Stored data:
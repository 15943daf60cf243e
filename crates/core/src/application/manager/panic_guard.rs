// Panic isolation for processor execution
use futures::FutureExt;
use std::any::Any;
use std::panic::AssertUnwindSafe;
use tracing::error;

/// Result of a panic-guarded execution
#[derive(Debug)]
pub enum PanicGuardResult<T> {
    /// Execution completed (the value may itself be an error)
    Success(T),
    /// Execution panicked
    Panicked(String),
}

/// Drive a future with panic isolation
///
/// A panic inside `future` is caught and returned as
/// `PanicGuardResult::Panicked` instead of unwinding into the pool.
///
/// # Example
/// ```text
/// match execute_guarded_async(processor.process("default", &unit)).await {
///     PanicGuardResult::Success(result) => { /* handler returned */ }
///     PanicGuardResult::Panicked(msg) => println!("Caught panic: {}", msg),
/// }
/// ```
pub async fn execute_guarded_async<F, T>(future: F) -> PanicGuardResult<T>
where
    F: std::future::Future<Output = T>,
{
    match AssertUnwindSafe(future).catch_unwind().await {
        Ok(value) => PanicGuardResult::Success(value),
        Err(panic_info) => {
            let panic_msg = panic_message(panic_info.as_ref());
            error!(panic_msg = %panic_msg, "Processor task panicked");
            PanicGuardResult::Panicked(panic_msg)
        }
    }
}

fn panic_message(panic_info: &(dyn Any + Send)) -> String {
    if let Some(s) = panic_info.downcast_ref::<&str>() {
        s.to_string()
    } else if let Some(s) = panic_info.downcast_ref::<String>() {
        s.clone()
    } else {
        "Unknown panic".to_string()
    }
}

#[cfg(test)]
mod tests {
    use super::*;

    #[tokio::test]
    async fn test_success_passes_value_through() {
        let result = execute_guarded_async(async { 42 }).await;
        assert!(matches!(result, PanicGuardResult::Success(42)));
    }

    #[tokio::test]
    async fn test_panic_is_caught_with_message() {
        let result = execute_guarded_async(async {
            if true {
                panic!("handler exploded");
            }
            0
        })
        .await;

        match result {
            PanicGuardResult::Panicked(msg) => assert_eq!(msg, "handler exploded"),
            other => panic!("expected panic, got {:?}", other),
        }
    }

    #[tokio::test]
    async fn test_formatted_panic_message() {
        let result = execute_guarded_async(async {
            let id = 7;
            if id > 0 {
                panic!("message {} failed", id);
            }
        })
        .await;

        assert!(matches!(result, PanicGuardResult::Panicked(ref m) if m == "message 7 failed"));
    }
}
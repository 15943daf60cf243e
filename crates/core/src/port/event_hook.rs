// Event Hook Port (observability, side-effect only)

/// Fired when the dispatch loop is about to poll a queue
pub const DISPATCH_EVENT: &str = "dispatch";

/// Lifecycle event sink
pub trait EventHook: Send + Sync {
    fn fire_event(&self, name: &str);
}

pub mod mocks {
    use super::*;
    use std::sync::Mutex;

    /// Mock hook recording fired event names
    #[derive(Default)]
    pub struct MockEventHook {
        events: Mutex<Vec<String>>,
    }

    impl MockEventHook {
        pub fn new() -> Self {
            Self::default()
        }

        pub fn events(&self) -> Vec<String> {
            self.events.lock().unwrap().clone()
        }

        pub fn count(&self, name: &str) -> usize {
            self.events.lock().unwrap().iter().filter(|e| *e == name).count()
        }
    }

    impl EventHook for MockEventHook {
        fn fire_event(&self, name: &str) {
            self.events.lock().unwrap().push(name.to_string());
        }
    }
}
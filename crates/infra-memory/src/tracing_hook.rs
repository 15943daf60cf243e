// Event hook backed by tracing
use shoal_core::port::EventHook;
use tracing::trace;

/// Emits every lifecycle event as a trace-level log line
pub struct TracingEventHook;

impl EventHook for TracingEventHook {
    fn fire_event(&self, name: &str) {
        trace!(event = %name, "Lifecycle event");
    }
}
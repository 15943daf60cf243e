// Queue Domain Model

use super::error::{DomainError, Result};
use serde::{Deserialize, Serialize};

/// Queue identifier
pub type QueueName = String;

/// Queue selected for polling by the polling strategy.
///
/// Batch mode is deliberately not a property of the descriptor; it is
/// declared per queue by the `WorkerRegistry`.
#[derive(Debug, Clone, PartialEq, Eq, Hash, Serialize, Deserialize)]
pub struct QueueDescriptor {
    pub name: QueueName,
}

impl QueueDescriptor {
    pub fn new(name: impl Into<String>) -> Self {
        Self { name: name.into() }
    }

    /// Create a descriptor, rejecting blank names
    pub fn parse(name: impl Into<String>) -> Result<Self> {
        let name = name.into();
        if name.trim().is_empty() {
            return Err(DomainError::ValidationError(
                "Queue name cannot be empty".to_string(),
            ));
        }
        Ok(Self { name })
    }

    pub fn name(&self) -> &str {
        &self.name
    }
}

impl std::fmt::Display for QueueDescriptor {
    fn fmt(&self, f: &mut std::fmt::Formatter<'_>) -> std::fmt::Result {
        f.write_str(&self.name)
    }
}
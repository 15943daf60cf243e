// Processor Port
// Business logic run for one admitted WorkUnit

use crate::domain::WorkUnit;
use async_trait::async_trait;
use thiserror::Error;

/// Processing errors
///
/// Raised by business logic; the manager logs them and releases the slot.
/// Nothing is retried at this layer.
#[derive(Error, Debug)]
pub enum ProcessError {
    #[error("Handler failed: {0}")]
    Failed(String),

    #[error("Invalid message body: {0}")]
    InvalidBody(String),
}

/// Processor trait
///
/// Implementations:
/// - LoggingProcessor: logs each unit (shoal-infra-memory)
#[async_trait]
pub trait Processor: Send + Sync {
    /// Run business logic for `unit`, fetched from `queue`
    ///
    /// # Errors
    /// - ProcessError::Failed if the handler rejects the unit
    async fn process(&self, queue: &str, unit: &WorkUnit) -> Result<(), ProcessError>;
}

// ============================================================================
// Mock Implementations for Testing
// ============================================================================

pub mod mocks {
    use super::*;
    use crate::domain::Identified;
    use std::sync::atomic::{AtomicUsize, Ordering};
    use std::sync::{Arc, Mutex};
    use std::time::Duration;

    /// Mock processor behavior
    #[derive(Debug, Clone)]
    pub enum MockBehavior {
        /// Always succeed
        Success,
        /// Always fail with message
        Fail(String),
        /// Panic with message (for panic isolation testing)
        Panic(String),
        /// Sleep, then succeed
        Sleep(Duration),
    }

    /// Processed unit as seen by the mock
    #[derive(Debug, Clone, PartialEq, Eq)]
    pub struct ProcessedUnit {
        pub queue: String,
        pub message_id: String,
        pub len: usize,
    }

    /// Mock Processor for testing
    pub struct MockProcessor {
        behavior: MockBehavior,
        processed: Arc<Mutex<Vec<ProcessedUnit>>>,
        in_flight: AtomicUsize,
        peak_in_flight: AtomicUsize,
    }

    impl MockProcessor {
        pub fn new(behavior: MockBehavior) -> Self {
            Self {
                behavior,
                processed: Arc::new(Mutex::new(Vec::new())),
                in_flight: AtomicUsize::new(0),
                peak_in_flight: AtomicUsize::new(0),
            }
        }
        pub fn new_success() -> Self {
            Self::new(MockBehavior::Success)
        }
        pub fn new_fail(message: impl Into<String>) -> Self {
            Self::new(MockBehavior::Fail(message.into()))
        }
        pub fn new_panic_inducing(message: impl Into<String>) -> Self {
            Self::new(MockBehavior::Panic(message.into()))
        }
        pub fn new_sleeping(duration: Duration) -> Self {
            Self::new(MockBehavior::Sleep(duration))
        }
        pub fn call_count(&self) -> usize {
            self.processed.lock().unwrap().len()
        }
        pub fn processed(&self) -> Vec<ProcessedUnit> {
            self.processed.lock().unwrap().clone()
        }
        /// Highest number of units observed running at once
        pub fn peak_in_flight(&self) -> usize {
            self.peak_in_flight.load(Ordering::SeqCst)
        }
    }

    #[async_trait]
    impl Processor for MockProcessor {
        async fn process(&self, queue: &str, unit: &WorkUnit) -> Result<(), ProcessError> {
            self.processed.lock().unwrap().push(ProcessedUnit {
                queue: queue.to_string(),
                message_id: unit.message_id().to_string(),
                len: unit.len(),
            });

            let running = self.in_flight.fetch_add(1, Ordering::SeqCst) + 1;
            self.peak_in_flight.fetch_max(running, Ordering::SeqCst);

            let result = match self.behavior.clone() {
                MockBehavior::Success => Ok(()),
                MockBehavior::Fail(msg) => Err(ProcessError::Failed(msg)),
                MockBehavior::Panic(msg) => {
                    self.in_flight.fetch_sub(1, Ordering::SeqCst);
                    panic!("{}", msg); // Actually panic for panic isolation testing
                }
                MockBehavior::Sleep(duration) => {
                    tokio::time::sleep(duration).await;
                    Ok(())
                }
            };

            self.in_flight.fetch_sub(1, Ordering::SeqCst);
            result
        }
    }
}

* * *

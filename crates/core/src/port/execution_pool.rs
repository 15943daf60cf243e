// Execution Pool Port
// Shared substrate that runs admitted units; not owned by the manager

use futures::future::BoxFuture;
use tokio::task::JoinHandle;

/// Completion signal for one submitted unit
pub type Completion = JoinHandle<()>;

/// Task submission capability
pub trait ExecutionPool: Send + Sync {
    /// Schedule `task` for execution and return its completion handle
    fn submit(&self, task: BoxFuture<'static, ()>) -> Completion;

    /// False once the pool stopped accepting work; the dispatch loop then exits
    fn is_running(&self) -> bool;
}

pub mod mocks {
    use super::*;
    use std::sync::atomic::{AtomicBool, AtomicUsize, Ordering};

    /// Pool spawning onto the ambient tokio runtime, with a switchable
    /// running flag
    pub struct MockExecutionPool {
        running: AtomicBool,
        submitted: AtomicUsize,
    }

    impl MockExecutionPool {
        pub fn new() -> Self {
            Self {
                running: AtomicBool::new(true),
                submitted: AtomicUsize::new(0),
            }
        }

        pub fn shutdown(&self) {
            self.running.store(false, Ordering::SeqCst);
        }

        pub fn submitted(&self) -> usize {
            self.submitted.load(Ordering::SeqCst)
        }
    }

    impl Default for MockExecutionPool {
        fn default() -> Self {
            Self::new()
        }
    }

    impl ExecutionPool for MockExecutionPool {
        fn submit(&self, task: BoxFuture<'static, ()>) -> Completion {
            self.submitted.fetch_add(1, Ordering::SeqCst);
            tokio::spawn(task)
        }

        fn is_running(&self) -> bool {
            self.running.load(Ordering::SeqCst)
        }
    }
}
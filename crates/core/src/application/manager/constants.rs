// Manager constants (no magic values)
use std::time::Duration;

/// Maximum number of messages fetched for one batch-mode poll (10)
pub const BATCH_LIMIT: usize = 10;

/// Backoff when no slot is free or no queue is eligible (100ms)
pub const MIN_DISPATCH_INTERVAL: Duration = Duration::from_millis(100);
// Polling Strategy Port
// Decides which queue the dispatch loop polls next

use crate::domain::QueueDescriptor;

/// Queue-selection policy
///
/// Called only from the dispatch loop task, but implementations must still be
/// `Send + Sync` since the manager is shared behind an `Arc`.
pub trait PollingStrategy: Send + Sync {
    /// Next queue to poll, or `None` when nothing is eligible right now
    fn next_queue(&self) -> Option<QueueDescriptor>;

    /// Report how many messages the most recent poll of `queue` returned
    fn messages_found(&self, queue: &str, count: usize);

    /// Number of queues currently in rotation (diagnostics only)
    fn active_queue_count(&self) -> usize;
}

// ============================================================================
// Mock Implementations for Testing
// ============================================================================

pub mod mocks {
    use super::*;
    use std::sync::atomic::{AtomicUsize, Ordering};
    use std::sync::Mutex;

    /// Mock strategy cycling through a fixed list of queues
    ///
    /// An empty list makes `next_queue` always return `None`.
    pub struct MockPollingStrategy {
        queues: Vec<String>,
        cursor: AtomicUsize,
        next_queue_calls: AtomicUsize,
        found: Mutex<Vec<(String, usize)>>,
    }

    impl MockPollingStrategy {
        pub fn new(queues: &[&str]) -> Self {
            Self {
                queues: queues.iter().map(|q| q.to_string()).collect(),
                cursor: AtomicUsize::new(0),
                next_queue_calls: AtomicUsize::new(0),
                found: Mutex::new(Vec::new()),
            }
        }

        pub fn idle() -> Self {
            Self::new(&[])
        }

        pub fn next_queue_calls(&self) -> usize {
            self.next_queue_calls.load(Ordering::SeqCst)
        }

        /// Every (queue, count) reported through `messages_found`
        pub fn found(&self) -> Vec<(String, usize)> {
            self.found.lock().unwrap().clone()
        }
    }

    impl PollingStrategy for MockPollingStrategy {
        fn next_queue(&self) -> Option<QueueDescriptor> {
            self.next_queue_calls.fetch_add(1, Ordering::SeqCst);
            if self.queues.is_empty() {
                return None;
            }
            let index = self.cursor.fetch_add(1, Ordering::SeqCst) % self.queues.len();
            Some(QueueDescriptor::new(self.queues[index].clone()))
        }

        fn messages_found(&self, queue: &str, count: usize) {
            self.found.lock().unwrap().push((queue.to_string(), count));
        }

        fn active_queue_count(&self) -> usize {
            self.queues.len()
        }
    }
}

What needs to be done.
If a line in the records above contains the word "exploded", copy it.

Response to the task.
                panic!("handler exploded");
            PanicGuardResult::Panicked(msg) => assert_eq!(msg, "handler exploded"),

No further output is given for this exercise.